Einstein Right Again: Spinning Supermassive Black Hole 'Drags' Spacetime While Devouring a Star
An illustration showing the accretion disc surrounding a black hole, in which the inner region of the disc wobbles. | Credit: NASA

Astronomers report strong evidence that a spinning supermassive black hole is dragging spacetime as it consumes a star in tidal disruption event AT2020afhd. Combined X-ray data from the Neil Gehrels Swift Observatory and radio data from the VLA revealed synchronized oscillations in emission repeating on a ~20-day cycle, consistent with Lense-Thirring precession. Modelling shows the accretion disk and jet are precessing together, offering a new way to probe black hole spin, accretion physics, and jet formation.

A team of astronomers has captured compelling evidence that a rapidly spinning supermassive black hole is literally dragging the fabric of spacetime as it tears a star apart and consumes its material. The observations, centered on the tidal disruption event (TDE) AT2020afhd, are consistent with Lense-Thirring precession — a century-old prediction of general relativity in which a rotating mass pulls nearby spacetime along with it.

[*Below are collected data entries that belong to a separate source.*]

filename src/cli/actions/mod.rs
pub mod server;

mod run;

#[derive(Debug)]
pub enum Action {
    Server(server::Args),
}

impl Action {
    /// Execute the action.
    /// # Errors
    /// Returns an error if the action fails.
    pub async fn execute(self) -> anyhow::Result<()> {
        run::execute(self).await
    }
}
//! Company formation records.
//!
//! A company is owned by the user who created it and starts as a `draft`.
//! Founders are stored alongside it with their position so they read back in
//! the order they were submitted.
//!
//! Flow Overview:
//! 1) Authenticate via session token (no store access on failure).
//! 2) Validate the payload.
//! 3) Write the company and founders in one transaction, or read them scoped
//!    to the caller.

pub(crate) mod create;
pub(crate) mod read;
mod storage;
pub(crate) mod types;

const STATUS_DRAFT: &str = "draft";
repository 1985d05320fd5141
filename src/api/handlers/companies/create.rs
//! Company creation.

use axum::{
    Json,
    extract::{Extension, rejection::JsonRejection},
    http::{HeaderMap, StatusCode},
    response::{IntoResponse, Response},
};
use sqlx::PgPool;
use std::sync::Arc;
use tracing::info;

use super::{
    storage::{NewCompany, create_company as insert_company},
    types::{CreateCompanyRequest, CreateCompanyResponse},
};
use crate::api::{
    error::{ApiError, ErrorResponse},
    handlers::{
        auth::{AuthState, require_auth},
        json_payload, non_blank,
    },
};

#[utoipa::path(
    post,
    path = "/companies",
    request_body = CreateCompanyRequest,
    responses(
        (status = 201, description = "Company created as a draft.", body = CreateCompanyResponse),
        (status = 400, description = "Missing required fields.", body = ErrorResponse),
        (status = 401, description = "Missing or invalid session.", body = ErrorResponse),
        (status = 500, description = "Company could not be stored.", body = ErrorResponse)
    ),
    tag = "companies"
)]
/// Creates a draft company owned by the caller, with its founders.
pub async fn create_company(
    headers: HeaderMap,
    pool: Extension<PgPool>,
    auth_state: Extension<Arc<AuthState>>,
    payload: Result<Json<CreateCompanyRequest>, JsonRejection>,
) -> Response {
    let principal = match require_auth(&headers, &auth_state) {
        Ok(principal) => principal,
        Err(err) => return err.into_response(),
    };
    let request = match json_payload(payload) {
        Ok(request) => request,
        Err(err) => return err.into_response(),
    };

    let company = match required_fields(&request) {
        Ok(company) => company,
        Err(err) => return err.into_response(),
    };
    let founders = normalize_founders(request.founders.as_deref());

    match insert_company(&pool, &principal.user_id, &company, &founders).await {
        Ok(company_id) => {
            info!(company_id = %company_id, founders = founders.len(), "Company created");
            let body = CreateCompanyResponse {
                id: company_id.to_string(),
            };
            (StatusCode::CREATED, Json(body)).into_response()
        }
        Err(err) => ApiError::Store(err).into_response(),
    }
}

fn required_fields(request: &CreateCompanyRequest) -> Result<NewCompany<'_>, ApiError> {
    match (
        non_blank(request.name.as_deref()),
        non_blank(request.incorporator.as_deref()),
        non_blank(request.state.as_deref()),
        non_blank(request.entity_type.as_deref()),
    ) {
        (Some(name), Some(incorporator), Some(state), Some(entity_type)) => Ok(NewCompany {
            name,
            incorporator,
            state,
            entity_type,
        }),
        _ => Err(ApiError::validation("Missing required fields")),
    }
}

/// Trimmed founder names in request order; null and blank entries dropped.
pub(super) fn normalize_founders(founders: Option<&[Option<String>]>) -> Vec<String> {
    founders
        .unwrap_or_default()
        .iter()
        .filter_map(|name| non_blank(name.as_deref()))
        .map(str::to_string)
        .collect()
}
use clap::{Arg, Command, builder::ValueParser};

pub const ARG_VERBOSITY: &str = "verbosity";

/// Accepts a level name or a number, for both `-v` counts and `POTEMKIN_LOG_LEVEL`.
#[must_use]
pub fn validator_log_level() -> ValueParser {
    ValueParser::from(move |level: &str| -> std::result::Result<u8, String> {
        if let Ok(parsed) = level.parse::<u8>()
            && parsed <= 5
        {
            return Ok(parsed);
        }

        match level.to_lowercase().as_str() {
            "error" => Ok(0),
            "warn" => Ok(1),
            "info" => Ok(2),
            "debug" => Ok(3),
            "trace" => Ok(4),
            _ => Err("invalid log level".to_string()),
        }
    })
}

#[must_use]
pub fn with_args(command: Command) -> Command {
    command.arg(
        Arg::new(ARG_VERBOSITY)
            .short('v')
            .long("verbose")
            .help("Verbosity level: ERROR, WARN, INFO, DEBUG, TRACE (default: ERROR)")
            .env("POTEMKIN_LOG_LEVEL")
            .global(true)
            .action(clap::ArgAction::Count)
            .value_parser(validator_log_level()),
    )
}
//! API handlers and shared helpers.

pub mod auth;
pub mod companies;
pub mod health;
pub mod root;
pub mod user_register;

#[cfg(test)]
pub(crate) mod test_db;

use crate::api::error::ApiError;
use axum::{Json, extract::rejection::JsonRejection};
use regex::Regex;
use tracing::debug;

/// Normalize an email for lookup/uniqueness checks.
pub(crate) fn normalize_email(email: &str) -> String {
    email.trim().to_lowercase()
}

/// Basic email format check on already-normalized input.
pub(crate) fn valid_email(email_normalized: &str) -> bool {
    Regex::new(r"^[^@\s]+@[^@\s]+\.[^@\s]+$").is_ok_and(|re| re.is_match(email_normalized))
}

/// Trimmed value of an optional field, `None` when missing or blank.
pub(crate) fn non_blank(value: Option<&str>) -> Option<&str> {
    value.map(str::trim).filter(|v| !v.is_empty())
}

pub(crate) fn is_unique_violation(err: &sqlx::Error) -> bool {
    match err {
        sqlx::Error::Database(db_err) => db_err.code().is_some_and(|code| code.as_ref() == "23505"),
        _ => false,
    }
}

/// Unwrap a JSON body, turning extractor rejections into a 400.
pub(crate) fn json_payload<T>(payload: Result<Json<T>, JsonRejection>) -> Result<T, ApiError> {
    match payload {
        Ok(Json(value)) => Ok(value),
        Err(rejection) => {
            debug!("Rejected JSON payload: {rejection}");
            Err(ApiError::validation("Invalid JSON payload"))
        }
    }
}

How the Signal Was Detected

The researchers combined X-ray measurements from NASA's Neil Gehrels Swift Observatory with radio observations from the Karl G. Jansky Very Large Array (VLA). Instead of the steady radio emission seen in many previously observed TDEs, AT2020afhd displayed synchronized, rhythmic changes in both its X-ray and radio output. These oscillations repeated on a roughly 20-Earth-day cycle, indicating that the accretion disk and the jet were wobbling together.

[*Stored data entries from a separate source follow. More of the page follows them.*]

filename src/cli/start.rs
use crate::cli::{actions::Action, commands, dispatch, telemetry};
use anyhow::Result;

/// Map verbosity count to tracing level
const fn get_verbosity_level(verbosity: u8) -> Option<tracing::Level> {
    match verbosity {
        0 => None,
        1 => Some(tracing::Level::WARN),
        2 => Some(tracing::Level::INFO),
        3 => Some(tracing::Level::DEBUG),
        _ => Some(tracing::Level::TRACE),
    }
}

/// Parse arguments, set up logging, and return the action to run.
///
/// # Errors
///
/// Returns an error if telemetry initialization or argument dispatch fails
pub fn start() -> Result<Action> {
    let matches = commands::new().get_matches();

    let verbosity_level = get_verbosity_level(
        matches
            .get_one::<u8>(commands::logging::ARG_VERBOSITY)
            .copied()
            .unwrap_or(0),
    );

    telemetry::init(verbosity_level)?;

    dispatch::handler(&matches)
}
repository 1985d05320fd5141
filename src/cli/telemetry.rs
use anyhow::Result;
use opentelemetry::propagation::TextMapCompositePropagator;
use opentelemetry::{KeyValue, global, trace::TracerProvider as _};
use opentelemetry_otlp::WithExportConfig;
use opentelemetry_sdk::{
    Resource,
    propagation::{BaggagePropagator, TraceContextPropagator},
    trace::{SdkTracerProvider, Tracer},
};
use std::{env::var, sync::OnceLock, time::Duration};
use tracing::{Level, debug};
use tracing_subscriber::{EnvFilter, Registry, fmt, layer::SubscriberExt};
use ulid::Ulid;

static TRACER_PROVIDER: OnceLock<SdkTracerProvider> = OnceLock::new();

const DEFAULT_ENDPOINT: &str = "http://localhost:4317";

fn normalize_endpoint(ep: &str) -> String {
    let ep = ep.trim();
    if ep.is_empty() {
        DEFAULT_ENDPOINT.to_string()
    } else if ep.starts_with("http://") || ep.starts_with("https://") {
        ep.to_string()
    } else {
        // Plain gRPC when no scheme is given
        format!("http://{}", ep.trim_end_matches('/'))
    }
}

fn init_tracer(endpoint: &str) -> Result<Tracer> {
    if let Ok(proto) = var("OTEL_EXPORTER_OTLP_PROTOCOL")
        && proto != "grpc"
    {
        debug!(
            "OTEL_EXPORTER_OTLP_PROTOCOL='{}' ignored: only 'grpc' is supported",
            proto
        );
    }

    // OTEL_EXPORTER_OTLP_HEADERS is read by the exporter itself.
    let exporter = opentelemetry_otlp::SpanExporter::builder()
        .with_tonic()
        .with_endpoint(normalize_endpoint(endpoint))
        .with_timeout(Duration::from_secs(3))
        .build()?;

    let instance_id = var("OTEL_SERVICE_INSTANCE_ID").unwrap_or_else(|_| Ulid::new().to_string());

    let trace_provider = SdkTracerProvider::builder()
        .with_batch_exporter(exporter)
        .with_resource(
            Resource::builder_empty()
                .with_attributes(vec![
                    KeyValue::new("service.name", env!("CARGO_PKG_NAME")),
                    KeyValue::new("service.version", env!("CARGO_PKG_VERSION")),
                    KeyValue::new("service.instance.id", instance_id),
                ])
                .build(),
        )
        .build();

    let _ = TRACER_PROVIDER.set(trace_provider.clone());

    global::set_tracer_provider(trace_provider.clone());
    global::set_text_map_propagator(TextMapCompositePropagator::new(vec![
        Box::new(TraceContextPropagator::new()),
        Box::new(BaggagePropagator::new()),
    ]));

    Ok(trace_provider.tracer(env!("CARGO_PKG_NAME")))
}

fn env_filter(verbosity_level: Level) -> Result<EnvFilter> {
    Ok(EnvFilter::builder()
        .with_default_directive(verbosity_level.into())
        .from_env_lossy()
        .add_directive("hyper=error".parse()?)
        .add_directive("tokio=error".parse()?)
        .add_directive("sqlx=warn".parse()?)
        .add_directive("opentelemetry_sdk=warn".parse()?))
}

/// Initialize logging and, when `OTEL_EXPORTER_OTLP_ENDPOINT` is set, the
/// OTLP trace exporter (gRPC only).
///
/// # Errors
///
/// Returns an error if tracer or subscriber initialization fails
pub fn init(verbosity_level: Option<Level>) -> Result<()> {
    let verbosity_level = verbosity_level.unwrap_or(Level::ERROR);

    let fmt_layer = fmt::layer()
        .with_file(false)
        .with_line_number(false)
        .with_thread_ids(false)
        .with_thread_names(false)
        .with_target(false)
        .pretty();

    let filter = env_filter(verbosity_level)?;

    if let Ok(endpoint) = var("OTEL_EXPORTER_OTLP_ENDPOINT") {
        let tracer = init_tracer(&endpoint)?;
        let otel_layer = tracing_opentelemetry::layer().with_tracer(tracer);

        let subscriber = Registry::default()
            .with(fmt_layer)
            .with(otel_layer)
            .with(filter);
        tracing::subscriber::set_global_default(subscriber)?;
    } else {
        let subscriber = Registry::default().with(fmt_layer).with(filter);
        tracing::subscriber::set_global_default(subscriber)?;
    }

    Ok(())
}

/// Flush and shut down the tracer provider (noop if not initialized)
pub fn shutdown_tracer() {
    if let Some(tp) = TRACER_PROVIDER.get() {
        debug!("shutting down tracer provider");
        let _ = tp.shutdown();
        debug!("tracer provider shutdown complete");
    }
}
//! Salted password hashing and complexity checks for credential sign-in.
//!
//! Hashes are PBKDF2-HMAC-SHA512 with a 64-byte output, hex encoded. The salt
//! is a hex string and is fed to the KDF as its UTF-8 bytes, so stored rows
//! stay verifiable across releases.
//!
//! The complexity policy is a plain value handed in by the caller; there is no
//! process-wide policy state.

use pbkdf2::pbkdf2_hmac;
use rand::{RngCore, rngs::OsRng};
use sha2::Sha512;
use thiserror::Error;

/// Iteration count for new hashes when none is configured, and the count
/// assumed for stored hashes that predate the per-row count.
pub const DEFAULT_KDF_ITERATIONS: u32 = 1000;

const SALT_BYTES: usize = 16;
const HASH_BYTES: usize = 64;
const SPECIAL_CHARS: &str = "!@#$%^&*(),.?\":{}|<>";

/// Generate a fresh random salt: 16 bytes from the OS CSPRNG, hex encoded.
#[must_use]
pub fn generate_salt() -> String {
    let mut bytes = [0u8; SALT_BYTES];
    OsRng.fill_bytes(&mut bytes);
    hex::encode(bytes)
}

/// Derive the hex-encoded hash of `password` with `salt` at the default iteration count.
#[must_use]
pub fn hash_password(password: &str, salt: &str) -> String {
    hash_password_with_iterations(password, salt, DEFAULT_KDF_ITERATIONS)
}

#[must_use]
pub fn hash_password_with_iterations(password: &str, salt: &str, iterations: u32) -> String {
    let mut out = [0u8; HASH_BYTES];
    pbkdf2_hmac::<Sha512>(password.as_bytes(), salt.as_bytes(), iterations, &mut out);
    hex::encode(out)
}

/// Check `candidate` against a stored hash and salt.
#[must_use]
pub fn verify_password(candidate: &str, stored_hash: &str, salt: &str) -> bool {
    verify_password_with_iterations(candidate, stored_hash, salt, DEFAULT_KDF_ITERATIONS)
}

#[must_use]
pub fn verify_password_with_iterations(
    candidate: &str,
    stored_hash: &str,
    salt: &str,
    iterations: u32,
) -> bool {
    let computed = hash_password_with_iterations(candidate, salt, iterations);
    constant_time_eq(computed.as_bytes(), stored_hash.as_bytes())
}

/// Byte comparison that inspects every byte of the longer input.
pub(crate) fn constant_time_eq(a: &[u8], b: &[u8]) -> bool {
    let len = a.len().max(b.len());
    let mut diff = a.len() ^ b.len();
    for i in 0..len {
        let x = a.get(i).copied().unwrap_or(0);
        let y = b.get(i).copied().unwrap_or(0);
        diff |= usize::from(x ^ y);
    }
    diff == 0
}

/// Password complexity rules applied at registration.
#[derive(Clone, Copy, Debug, PartialEq, Eq)]
pub struct PasswordPolicy {
    pub min_length: usize,
    pub require_uppercase: bool,
    pub require_number: bool,
    pub require_special_char: bool,
}

impl Default for PasswordPolicy {
    fn default() -> Self {
        Self {
            min_length: 8,
            require_uppercase: true,
            require_number: true,
            require_special_char: true,
        }
    }
}

/// The first rule a password failed. The `Display` text is returned to clients.
#[derive(Clone, Debug, Error, PartialEq, Eq)]
pub enum PasswordPolicyError {
    #[error("Password must be at least {0} characters long")]
    TooShort(usize),
    #[error("Password must contain at least one uppercase letter")]
    MissingUppercase,
    #[error("Password must contain at least one number")]
    MissingNumber,
    #[error("Password must contain at least one special character")]
    MissingSpecialChar,
}

/// Validate `password` against `policy`.
///
/// Rules run in a fixed order (length, uppercase, number, special character)
/// and only the first failure is reported.
///
/// # Errors
/// Returns the first rule the password does not satisfy.
pub fn validate_password_complexity(
    password: &str,
    policy: &PasswordPolicy,
) -> Result<(), PasswordPolicyError> {
    if password.chars().count() < policy.min_length {
        return Err(PasswordPolicyError::TooShort(policy.min_length));
    }

    if policy.require_uppercase && !password.chars().any(|c| c.is_ascii_uppercase()) {
        return Err(PasswordPolicyError::MissingUppercase);
    }

    if policy.require_number && !password.chars().any(|c| c.is_ascii_digit()) {
        return Err(PasswordPolicyError::MissingNumber);
    }

    if policy.require_special_char && !password.chars().any(|c| SPECIAL_CHARS.contains(c)) {
        return Err(PasswordPolicyError::MissingSpecialChar);
    }

    Ok(())
}
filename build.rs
fn main() {
    built::write_built_file().expect("Failed to acquire build-time information");
}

What Is Happening Around the Black Hole?

In a TDE, a star that ventures too close to a supermassive black hole is stretched and compressed by extreme tidal forces — a process often nicknamed 'spaghettification.' The disrupted stellar material forms streams that settle into a flattened accretion disk. Magnetic fields can channel some of this inflowing matter into twin, near-light-speed jets launched from the black hole's poles.

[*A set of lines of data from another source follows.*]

use crate::api::handlers::{auth::AuthState, health, root};
use anyhow::{Context, Result, anyhow};
use axum::{
    Extension, Router,
    body::Body,
    extract::MatchedPath,
    http::{
        HeaderName, HeaderValue, Method, Request,
        header::{AUTHORIZATION, CONTENT_TYPE},
    },
    routing::{get, options},
};
use sqlx::{PgPool, postgres::PgPoolOptions};
use std::{sync::Arc, time::Duration};
use tokio::net::TcpListener;
use tower::ServiceBuilder;
use tower_http::{
    cors::{AllowOrigin, CorsLayer},
    request_id::PropagateRequestIdLayer,
    set_header::SetRequestHeaderLayer,
    trace::TraceLayer,
};
use tracing::{Span, info, info_span};
use ulid::Ulid;
use url::Url;
use utoipa_axum::router::OpenApiRouter;

pub mod error;
pub mod handlers;
mod openapi;

pub use openapi::openapi;

const REQUEST_ID_HEADER: &str = "x-request-id";

/// Build the API router with all documented routes registered.
#[must_use]
pub fn router() -> OpenApiRouter {
    openapi::api_router()
}

/// Assemble the full application: documented routes, `/`, and the shared
/// layers (request id, tracing, CORS, state).
///
/// # Errors
/// Returns an error if the frontend base URL cannot be turned into an origin.
pub fn app(pool: PgPool, auth_state: Arc<AuthState>) -> Result<Router> {
    let frontend_origin = frontend_origin(auth_state.config().frontend_base_url())?;
    let cors = CorsLayer::new()
        .allow_headers([CONTENT_TYPE, AUTHORIZATION])
        .allow_methods([Method::GET, Method::POST])
        .allow_origin(AllowOrigin::exact(frontend_origin))
        .allow_credentials(true);

    let (router, _openapi) = router().split_for_parts();
    Ok(router
        .route("/", get(root::root))
        .route("/health", options(health::health))
        .layer(
            ServiceBuilder::new()
                .layer(SetRequestHeaderLayer::if_not_present(
                    HeaderName::from_static(REQUEST_ID_HEADER),
                    |_req: &_| HeaderValue::from_str(Ulid::new().to_string().as_str()).ok(),
                ))
                .layer(PropagateRequestIdLayer::new(HeaderName::from_static(
                    REQUEST_ID_HEADER,
                )))
                .layer(TraceLayer::new_for_http().make_span_with(make_span))
                .layer(cors)
                .layer(Extension(auth_state))
                .layer(Extension(pool)),
        ))
}

/// Start the server
/// # Errors
/// Return error if failed to connect to the database or to bind the port
pub async fn new(port: u16, dsn: String, auth_state: Arc<AuthState>) -> Result<()> {
    let pool = PgPoolOptions::new()
        .min_connections(1)
        .max_connections(5)
        .max_lifetime(Duration::from_secs(60 * 2))
        .test_before_acquire(true)
        .connect(&dsn)
        .await
        .context("Failed to connect to database")?;

    let app = app(pool, auth_state)?;

    let listener = TcpListener::bind(format!("::0:{port}")).await?;

    info!("Listening on [::]:{}", port);

    axum::serve(listener, app.into_make_service())
        .with_graceful_shutdown(async {
            if let Err(err) = tokio::signal::ctrl_c().await {
                tracing::error!("Failed to listen for shutdown signal: {err}");
            }
            info!("Gracefully shutdown");
        })
        .await?;

    Ok(())
}

fn make_span(request: &Request<Body>) -> Span {
    let request_id = request
        .headers()
        .get(REQUEST_ID_HEADER)
        .and_then(|val| val.to_str().ok())
        .unwrap_or("none");
    let matched_path = request
        .extensions()
        .get::<MatchedPath>()
        .map_or_else(|| request.uri().path(), MatchedPath::as_str);

    info_span!(
        "http.request",
        http.method = %request.method(),
        http.route = matched_path,
        request_id
    )
}

fn frontend_origin(frontend_base_url: &str) -> Result<HeaderValue> {
    let parsed = Url::parse(frontend_base_url)
        .with_context(|| format!("Invalid frontend base URL: {frontend_base_url}"))?;
    let host = parsed.host_str().ok_or_else(|| {
        anyhow!("Frontend base URL must include a valid host: {frontend_base_url}")
    })?;
    let port = parsed
        .port()
        .map_or_else(String::new, |port| format!(":{port}"));
    let origin = format!("{}://{}{}", parsed.scheme(), host, port);
    HeaderValue::from_str(&origin).context("Failed to build frontend origin header")
}
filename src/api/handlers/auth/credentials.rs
//! Email/password sign-in.
//!
//! Flow Overview: normalize the email, look the user up, require a stored
//! hash and salt, verify the password, then issue a session. Every rejection,
//! including a failed lookup, is reported as "Invalid credentials" so callers
//! cannot tell an unknown email from a wrong password or an outage.

use axum::{
    Json,
    extract::{Extension, rejection::JsonRejection},
    http::StatusCode,
    response::{IntoResponse, Response},
};
use sqlx::PgPool;
use std::{future::Future, sync::Arc};
use tracing::{debug, warn};

use super::{
    session::session_headers,
    state::AuthState,
    storage::{UserRecord, find_user_by_email},
    types::{LoginRequest, SessionResponse},
};
use crate::{
    api::{
        error::{ApiError, ErrorResponse},
        handlers::{json_payload, normalize_email, non_blank},
    },
    password::verify_password_with_iterations,
};

/// Read access to user rows by email.
pub(crate) trait UserLookup: Send + Sync {
    fn find_by_email(
        &self,
        email: &str,
    ) -> impl Future<Output = Result<Option<UserRecord>, sqlx::Error>> + Send;
}

impl UserLookup for PgPool {
    fn find_by_email(
        &self,
        email: &str,
    ) -> impl Future<Output = Result<Option<UserRecord>, sqlx::Error>> + Send {
        find_user_by_email(self, email)
    }
}

/// The user a credential check resolved to.
#[derive(Clone, Debug, PartialEq, Eq)]
pub(crate) struct Identity {
    pub(crate) id: String,
    pub(crate) email: String,
    pub(crate) name: Option<String>,
    pub(crate) picture: Option<String>,
}

impl From<UserRecord> for Identity {
    fn from(user: UserRecord) -> Self {
        Self {
            id: user.id,
            email: user.email,
            name: user.name,
            picture: user.picture,
        }
    }
}

/// Check an email/password pair. `None` means "reject" whatever the reason.
///
/// The hash is verified with the iteration count stored alongside it, so
/// raising `--kdf-iterations` only affects hashes created afterwards.
pub(crate) async fn authenticate<L: UserLookup>(
    lookup: &L,
    email: &str,
    password: &str,
) -> Option<Identity> {
    let email = normalize_email(email);
    if email.is_empty() || password.is_empty() {
        return None;
    }

    let user = match lookup.find_by_email(&email).await {
        Ok(Some(user)) => user,
        Ok(None) => {
            debug!("Credential sign-in for unknown email");
            return None;
        }
        Err(err) => {
            warn!("Credential lookup failed, rejecting sign-in: {err}");
            return None;
        }
    };

    let (Some(stored_hash), Some(salt)) = (user.password_hash.clone(), user.salt.clone()) else {
        debug!("Credential sign-in for user without a password");
        return None;
    };
    let Some(iterations) = user.stored_iterations() else {
        warn!(user_id = %user.id, "Stored KDF iteration count is invalid, rejecting sign-in");
        return None;
    };

    // PBKDF2 runs off the async runtime.
    let candidate = password.to_string();
    let verified = tokio::task::spawn_blocking(move || {
        verify_password_with_iterations(&candidate, &stored_hash, &salt, iterations)
    })
    .await;
    match verified {
        Ok(true) => Some(Identity::from(user)),
        Ok(false) => {
            debug!("Credential sign-in with wrong password");
            None
        }
        Err(err) => {
            warn!("Password verification task failed, rejecting sign-in: {err}");
            None
        }
    }
}

#[utoipa::path(
    post,
    path = "/auth/login",
    request_body = LoginRequest,
    responses(
        (status = 200, description = "Signed in; session cookie set", body = SessionResponse),
        (status = 400, description = "Malformed JSON body", body = ErrorResponse),
        (status = 401, description = "Invalid credentials", body = ErrorResponse)
    ),
    tag = "auth"
)]
pub async fn login(
    pool: Extension<PgPool>,
    auth_state: Extension<Arc<AuthState>>,
    payload: Result<Json<LoginRequest>, JsonRejection>,
) -> Response {
    match login_inner(&*pool, &auth_state, payload).await {
        Ok(response) => response,
        Err(err) => err.into_response(),
    }
}

async fn login_inner<L: UserLookup>(
    lookup: &L,
    auth_state: &AuthState,
    payload: Result<Json<LoginRequest>, JsonRejection>,
) -> Result<Response, ApiError> {
    let request = json_payload(payload)?;
    let (Some(email), Some(password)) = (
        non_blank(request.email.as_deref()),
        request.password.as_deref().filter(|p| !p.is_empty()),
    ) else {
        return Err(ApiError::InvalidCredentials);
    };

    let identity = authenticate(lookup, email, password)
        .await
        .ok_or(ApiError::InvalidCredentials)?;

    let (token, headers) = session_headers(auth_state, &identity.id)?;
    let body = SessionResponse {
        user_id: identity.id,
        email: identity.email,
        name: identity.name,
        picture: identity.picture,
        token: Some(token),
    };
    Ok((StatusCode::OK, headers, Json(body)).into_response())
}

Because the bright X-ray and radio emission comes from regions just outside the event horizon, any frame-dragging of spacetime by the black hole should imprint a periodic modulation on the observed signals. The team’s modelling shows that the observed ~20-day wobble matches expectations for Lense-Thirring precession produced by a rapidly spinning supermassive black hole.

“Our study shows the most compelling evidence yet of Lense-Thirring precession — a black hole dragging spacetime along with it,” said Cosimo Inserra of Cardiff University. “This is a real gift for physicists as we confirm predictions made more than a century ago.”

Why This Matters

Detecting frame-dragging around a black hole provides a new observational handle on black hole spin, a key parameter that strongly influences how black holes accrete matter and launch jets. Understanding spin and precession also helps explain how jets are oriented and how energy is transported away from the black hole during energetic events like TDEs.

The analysis published in Science Advances on Dec. 10 suggests that careful, multiwavelength monitoring of future TDEs can reveal the dynamics of spacetime close to black holes and shed light on the interplay between accretion disks, magnetic fields, and relativistic jets.

Publication: The research was published Dec. 10 in Science Advances.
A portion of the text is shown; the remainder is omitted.